18 The underlying principle in that case, in my view is that at least in the general sense, the sentences being compared must be appropriately capable of comparison. In this case, in my view that is not so. The reason is that Stack was facing a more serious charge which attracted the term of imprisonment to which he was sentenced. The sentence that is complained of in these proceedings for which Stack received the 9 months concurrent term was a component part of the global sentencing exercise undertaken by Hammond DCJ.
19 It has long been accepted that for a serious case of assault occasioning bodily harm a term of imprisonment is appropriate – see Kilner v The Queen [1999] WASCA 189 per Ipp J at [10]. As I have said, in my view the sentence of 18 months' imprisonment imposed upon the applicant in all of the circumstances of this matter cannot be said to be excessive.
20 The second ground of appeal deals with the failure of the learned Magistrate to grant a parole order. In that respect although the appellant faced a large number of charges occurring over a significant period of time these offences, serious as they were, were the appellants first chapter of serious offending apart from the burglary which attracted the suspended term. I accept however that the appellant's repeated driving under suspension showed a marked disregard for his obligation to obey the law.
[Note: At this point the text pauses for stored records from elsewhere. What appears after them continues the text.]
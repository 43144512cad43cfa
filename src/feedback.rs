use std::io::{self, Write};

use crate::quiz::Outcome;

/// Platform feedback collaborator: fire-and-forget notifications on how a
/// round resolved. Implementations must never fail the game loop; errors
/// are swallowed.
pub trait Notifier {
    fn correct(&self) {}
    fn wrong(&self) {}
    fn time_up(&self) {}
}

/// Dispatch a round outcome to the matching notification
pub fn notify(notifier: &dyn Notifier, outcome: Outcome) {
    match outcome {
        Outcome::Correct => notifier.correct(),
        Outcome::Wrong => notifier.wrong(),
        Outcome::TimedOut => notifier.time_up(),
    }
}

/// Rings the terminal bell. BEL leaves the alternate screen untouched, so
/// this is safe mid-frame.
pub struct BellNotifier;

impl BellNotifier {
    fn ring(&self) {
        let mut stdout = io::stdout();
        let _ = stdout.write_all(b"\x07").and_then(|_| stdout.flush());
    }
}

impl Notifier for BellNotifier {
    fn correct(&self) {
        self.ring();
    }

    fn wrong(&self) {
        self.ring();
    }

    fn time_up(&self) {
        self.ring();
    }
}

/// Swallows everything; used when the bell is disabled
pub struct SilentNotifier;

impl Notifier for SilentNotifier {}

#[cfg(test)]
mod tests {
    use super::*;
    use std::cell::RefCell;

    #[derive(Default)]
    struct Recorder {
        calls: RefCell<Vec<&'static str>>,
    }

    impl Notifier for Recorder {
        fn correct(&self) {
            self.calls.borrow_mut().push("correct");
        }

        fn wrong(&self) {
            self.calls.borrow_mut().push("wrong");
        }

        fn time_up(&self) {
            self.calls.borrow_mut().push("time_up");
        }
    }

    #[test]
    fn test_notify_dispatches_by_outcome() {
        let recorder = Recorder::default();

        notify(&recorder, Outcome::Correct);
        notify(&recorder, Outcome::Wrong);
        notify(&recorder, Outcome::TimedOut);

        assert_eq!(
            *recorder.calls.borrow(),
            vec!["correct", "wrong", "time_up"]
        );
    }

    #[test]
    fn test_silent_notifier_is_a_no_op() {
        // default trait methods do nothing; this must not panic
        let silent = SilentNotifier;
        notify(&silent, Outcome::Correct);
        notify(&silent, Outcome::Wrong);
        notify(&silent, Outcome::TimedOut);
    }
}
use itertools::Itertools;
use itertools::MinMaxResult;

/// Axis bounds for the score progression chart: x spans the answered
/// questions, y always includes zero so a negative run stays visible
pub fn score_chart_bounds(points: &[(f64, f64)]) -> ((f64, f64), (f64, f64)) {
    let x_max = points.last().map_or(1.0, |p| p.0).max(1.0);

    let (y_min, y_max) = match points
        .iter()
        .map(|p| p.1)
        .minmax_by(|a, b| a.partial_cmp(b).unwrap_or(std::cmp::Ordering::Equal))
    {
        MinMaxResult::NoElements => (0.0, 1.0),
        MinMaxResult::OneElement(v) => (v.min(0.0), v.max(1.0)),
        MinMaxResult::MinMax(lo, hi) => (lo.min(0.0), hi.max(1.0)),
    };

    ((0.0, x_max), (y_min, y_max))
}

/// Format a simple numeric label consistently
pub fn format_label(val: f64) -> String {
    if (val - val.round()).abs() < f64::EPSILON {
        format!("{}", val.round())
    } else {
        format!("{val:.1}")
    }
}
In addition, of course, as I have said this chapter of offending occurred at a time when the appellant was already serving a suspended term of imprisonment and was in breach of that suspended term. Taking all of those matters into account the appellant was therefore at best only a marginal candidate for parole.
21 In the Court of Petty Sessions, counsel for the appellant stressed that he was aged 23 years, in a de facto relationship, and had a 8 month old baby. The appellant had never been to prison before and was anxious to keep his family together. The appellant's partner was just over four months pregnant at the time the appellant came to be sentenced. It is not necessary to repeat all of the matters in mitigation placed before his Worship other than to say that the appellant had never previously been imprisoned and that these were his first serious matters in the adult court apart from the offence which attracted the suspended term of imprisonment. In those circumstances, in my view, although the appellant was only a marginal candidate for parole, a parole order should have been
(Page 13)
made giving the appellant the opportunity of proving his resolve to live in a law abiding way in the community and to demonstrate his declared resolve to take care of his family.
22 Finally I would add that both counsel have asked the Court to take into account and deal with the suspended term of imprisonment imposed upon the appellant on 10 April 2000. The facts in relation to that matter have been provided and are reproduced earlier in these reasons. The appellant at least served part of that suspended term of imprisonment before embarking on the course of conduct giving rise to the sentences presently under consideration. In all the circumstances therefore in my view, the appropriate sentence in relation to the breaking and enteringmatter is a term of 6 months' imprisonment to be served concurrently with the other term to run from 25 June 2001. The power to impose such a term is contained in s 80(1)(b) of the Sentencing Act 1995.
23 The appeal will therefore be allowed to the extent that a parole order will be fixed in relation to the terms imposed. In addition a sentence of 6 months' imprisonment concurrent will be imposed in relation to the breaking and entering matter which was the subject of the suspended prison term. All sentences will run from 25 June 2001, the date upon which the appellant was sentenced in the Court below.
24 I would finally add that it will be for the appellant to demonstrate his resolve to live a law abiding life in the community and to look after his family. The appellant should realise that any repetition of such a chapter of conduct may result in a prison term without parole.